Stage to Screen & Screen to Stage: Movie Pairings for This Year's Tony Nominees
Films to watch alongside this season’s Broadway plays and musicals.
The 78th Tony Awards are just two weeks away! Unlike the Oscars, it’s both very expensive1 and very hard2 to be a completionist and see all of the nominees. I go to the theater fairly often and still, I’ve only seen 13 of this season’s 48 productions (and 8 of the 18 nominees in the “Best” categories).
It’s a very poor substitute for live theater, but movies are easier (and cheaper) to see. I’ve put together a list of films (or TV shows) to pair with this year’s Tony nominees, whether it’s the source material for the stage show or a thematic match that would also make for a good double bill. So if you’re looking for a movie similar to Maybe Happy Ending or curious about the various Pirates of Penzance film adaptations, look no further!
Best Musical
Buena Vista Social Club
Screen to stage. This celebration of Cuban folk music is based on the landmark album of the same name, and its recording was documented by Wim Wenders. His film, released in 1999, is also called Buena Vista Social Club, and like the musical, it affirms the vitality of artistic expression under a totalitarian regime. I’ve heard the stage show has a threadbare plot and is really about the musical performances, which can also be said about the documentary.
Dead Outlaw
Thematic pairing.

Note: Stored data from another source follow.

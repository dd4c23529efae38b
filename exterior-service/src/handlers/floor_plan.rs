use crate::models::PlanRequest;
use crate::startup::AppState;
use axum::{extract::State, Json};
use metrics::{counter, histogram};
use serde_json::Value;
use service_core::error::AppError;
use std::time::Instant;

/// `POST /get-plan`: forward the prompt to the floor-plan model.
///
/// The body is not validated; an absent or unreadable body is treated as an
/// empty prompt.
pub async fn get_plan(
    State(state): State<AppState>,
    body: Option<Json<PlanRequest>>,
) -> Result<Json<Value>, AppError> {
    let Json(request) = body.unwrap_or_default();

    if request.prompt.trim().is_empty() {
        tracing::warn!("Floor plan requested without a prompt");
    }

    let start = Instant::now();
    let result = state
        .floor_plan
        .predict(&request.prompt)
        .await
        .map_err(|e| {
            counter!("floor_plan_predictions_total", "outcome" => "failed").increment(1);
            AppError::from(e)
        })?;

    histogram!("inference_duration_seconds", "provider" => "gradio")
        .record(start.elapsed().as_secs_f64());
    counter!("floor_plan_predictions_total", "outcome" => "succeeded").increment(1);

    Ok(Json(result))
}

Based on the true tale of a train robber whose mummified corpse became a carnival exhibit, this original musical is apparently one of the best of the season. I can’t wait to see it myself, but a friend who saw Dead Outlaw suggested Weekend at Bernie’s because of the whole thing about using a dead guy as a prop. I was kind of thinking The Ballad of Buster Scruggs could be a good fit, particularly the first segment of the Coen Brothers’ anthology film, in which Tim Blake Nelson sings an infectiously catchy folk ditty before a fatal shootout, but open to suggestions.
Death Becomes Her
Screen to stage. This is an obvious one, and if you want a quasi-musical riff on the original Robert Zemeckis movie, check out the music video for Sabrina Carpenter’s “Taste,” which co-stars Jenna Ortega.
Maybe Happy Ending
Stage to screen. Hue Park and Will Aronson’s musical was originally staged in South Korea, where it was successful enough to garner a film adaptation called My Favorite Love Story. It premiered at the Seoul Independent Film Festival in 2023 and more or less disappeared since then, so it’s impossible to watch it. The Broadway version of the musical has made significant changes to the plot, so the film may no longer represent the show as we now know it.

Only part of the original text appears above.